- INPUT FOR THIS TASK -

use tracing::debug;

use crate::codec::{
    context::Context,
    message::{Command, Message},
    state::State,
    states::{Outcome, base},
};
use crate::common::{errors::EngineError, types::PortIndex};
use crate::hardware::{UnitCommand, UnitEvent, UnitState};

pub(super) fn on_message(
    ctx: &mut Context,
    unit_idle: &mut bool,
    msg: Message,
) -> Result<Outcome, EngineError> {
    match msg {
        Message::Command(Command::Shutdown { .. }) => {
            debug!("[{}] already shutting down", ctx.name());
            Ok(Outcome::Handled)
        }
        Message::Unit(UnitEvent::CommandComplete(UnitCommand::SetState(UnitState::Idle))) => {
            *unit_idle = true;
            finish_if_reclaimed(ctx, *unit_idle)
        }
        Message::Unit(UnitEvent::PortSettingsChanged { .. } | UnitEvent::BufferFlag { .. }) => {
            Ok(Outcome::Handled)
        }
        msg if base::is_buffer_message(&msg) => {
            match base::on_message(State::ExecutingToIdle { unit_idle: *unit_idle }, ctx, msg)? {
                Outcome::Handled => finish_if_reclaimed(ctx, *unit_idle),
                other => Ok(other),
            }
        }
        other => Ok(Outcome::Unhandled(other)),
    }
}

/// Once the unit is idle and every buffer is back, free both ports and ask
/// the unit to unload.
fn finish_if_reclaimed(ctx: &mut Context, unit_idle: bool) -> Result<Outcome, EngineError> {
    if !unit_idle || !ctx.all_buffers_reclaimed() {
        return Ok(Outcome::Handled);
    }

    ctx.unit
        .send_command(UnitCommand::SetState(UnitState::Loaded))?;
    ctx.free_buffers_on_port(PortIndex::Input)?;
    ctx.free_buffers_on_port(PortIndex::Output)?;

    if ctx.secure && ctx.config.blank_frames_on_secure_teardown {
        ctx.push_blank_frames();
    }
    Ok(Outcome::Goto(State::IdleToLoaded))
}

- WHAT THE EXERCISE ASKS -
What is needed is an exact restatement of every record above.

- REPLY TO THE EXERCISE -
use tracing::debug;

use crate::codec::{
    context::Context,
    message::{Command, Message},
    state::State,
    states::{Outcome, base},
};
use crate::common::{errors::EngineError, types::PortIndex};
use crate::hardware::{UnitCommand, UnitEvent, UnitState};

pub(super) fn on_message(
    ctx: &mut Context,
    unit_idle: &mut bool,
    msg: Message,
) -> Result<Outcome, EngineError> {
    match msg {
        Message::Command(Command::Shutdown { .. }) => {
            debug!("[{}] already shutting down", ctx.name());
            Ok(Outcome::Handled)
        }
        Message::Unit(UnitEvent::CommandComplete(UnitCommand::SetState(UnitState::Idle))) => {
            *unit_idle = true;
            finish_if_reclaimed(ctx, *unit_idle)
        }
        Message::Unit(UnitEvent::PortSettingsChanged { .. } | UnitEvent::BufferFlag { .. }) => {
            Ok(Outcome::Handled)
        }
        msg if base::is_buffer_message(&msg) => {
            match base::on_message(State::ExecutingToIdle { unit_idle: *unit_idle }, ctx, msg)? {
                Outcome::Handled => finish_if_reclaimed(ctx, *unit_idle),
                other => Ok(other),
            }
        }
        other => Ok(Outcome::Unhandled(other)),
    }
}

/// Once the unit is idle and every buffer is back, free both ports and ask
/// the unit to unload.
fn finish_if_reclaimed(ctx: &mut Context, unit_idle: bool) -> Result<Outcome, EngineError> {
    if !unit_idle || !ctx.all_buffers_reclaimed() {
        return Ok(Outcome::Handled);
    }

    ctx.unit
        .send_command(UnitCommand::SetState(UnitState::Loaded))?;
    ctx.free_buffers_on_port(PortIndex::Input)?;
    ctx.free_buffers_on_port(PortIndex::Output)?;

    if ctx.secure && ctx.config.blank_frames_on_secure_teardown {
        ctx.push_blank_frames();
    }
    Ok(Outcome::Goto(State::IdleToLoaded))
}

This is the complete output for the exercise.